Data listing START

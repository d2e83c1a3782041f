use std::fmt;
use std::time::Duration;

use serde::Serialize;

use crate::orchestrator::StrategyError;
use crate::strategy::Strategy;

/// Result of one timed run of one strategy
#[derive(Debug, Clone, Serialize)]
pub struct StrategyReport {
    pub strategy: Strategy,
    pub run: u32,
    #[serde(flatten)]
    pub outcome: Outcome,
}

/// A failed run never carries a timing
#[derive(Debug, Clone, Serialize)]
#[serde(tag = "status", rename_all = "snake_case")]
pub enum Outcome {
    Success { elapsed_ms: f64, bytes: usize },
    Failure { error_kind: String, message: String },
}

impl StrategyReport {
    pub fn success(strategy: Strategy, run: u32, elapsed: Duration, bytes: usize) -> Self {
        Self {
            strategy,
            run,
            outcome: Outcome::Success {
                elapsed_ms: elapsed.as_secs_f64() * 1000.0,
                bytes,
            },
        }
    }

    pub fn failure(strategy: Strategy, run: u32, error: &StrategyError) -> Self {
        Self {
            strategy,
            run,
            outcome: Outcome::Failure {
                error_kind: error.kind().to_string(),
                message: error.to_string(),
            },
        }
    }

    pub fn is_success(&self) -> bool {
        matches!(self.outcome, Outcome::Success { .. })
    }
}

impl fmt::Display for StrategyReport {
    fn fmt(&self, f: &mut fmt::Formatter<'_>) -> fmt::Result {
        match &self.outcome {
            Outcome::Success { elapsed_ms, bytes } => write!(
                f,
                "{}: {:.3} milliseconds ({} bytes)",
                self.strategy, elapsed_ms, bytes
            ),
            Outcome::Failure {
                error_kind,
                message,
            } => write!(f, "{}: FAILED {}: {}", self.strategy, error_kind, message),
        }
    }
}

#[cfg(test)]
mod tests {
    use common::protocol::RejectKind;

    use super::*;

    #[test]
    fn test_success_report() {
        let report = StrategyReport::success(Strategy::VpnCdn, 0, Duration::from_millis(42), 10);
        assert!(report.is_success());
        assert_eq!(report.to_string(), "vpn-cdn: 42.000 milliseconds (10 bytes)");

        let json = serde_json::to_value(&report).unwrap();
        assert_eq!(json["strategy"], "vpn-cdn");
        assert_eq!(json["status"], "success");
        assert_eq!(json["bytes"], 10);
    }

    #[test]
    fn test_failure_report_has_no_timing() {
        let error = StrategyError::Rejected(RejectKind::Decryption);
        let report = StrategyReport::failure(Strategy::Indirection, 2, &error);
        assert!(!report.is_success());
        assert_eq!(
            report.to_string(),
            "indirection: FAILED rejected: relay rejected the request: decryption"
        );

        let json = serde_json::to_value(&report).unwrap();
        assert_eq!(json["status"], "failure");
        assert_eq!(json["error_kind"], "rejected");
        assert!(json.get("elapsed_ms").is_none());
    }
}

Data listing END

— Action item —
Looking at the records above, how many lines contain "json"? Only the number is needed.

— Answer to this exercise —
8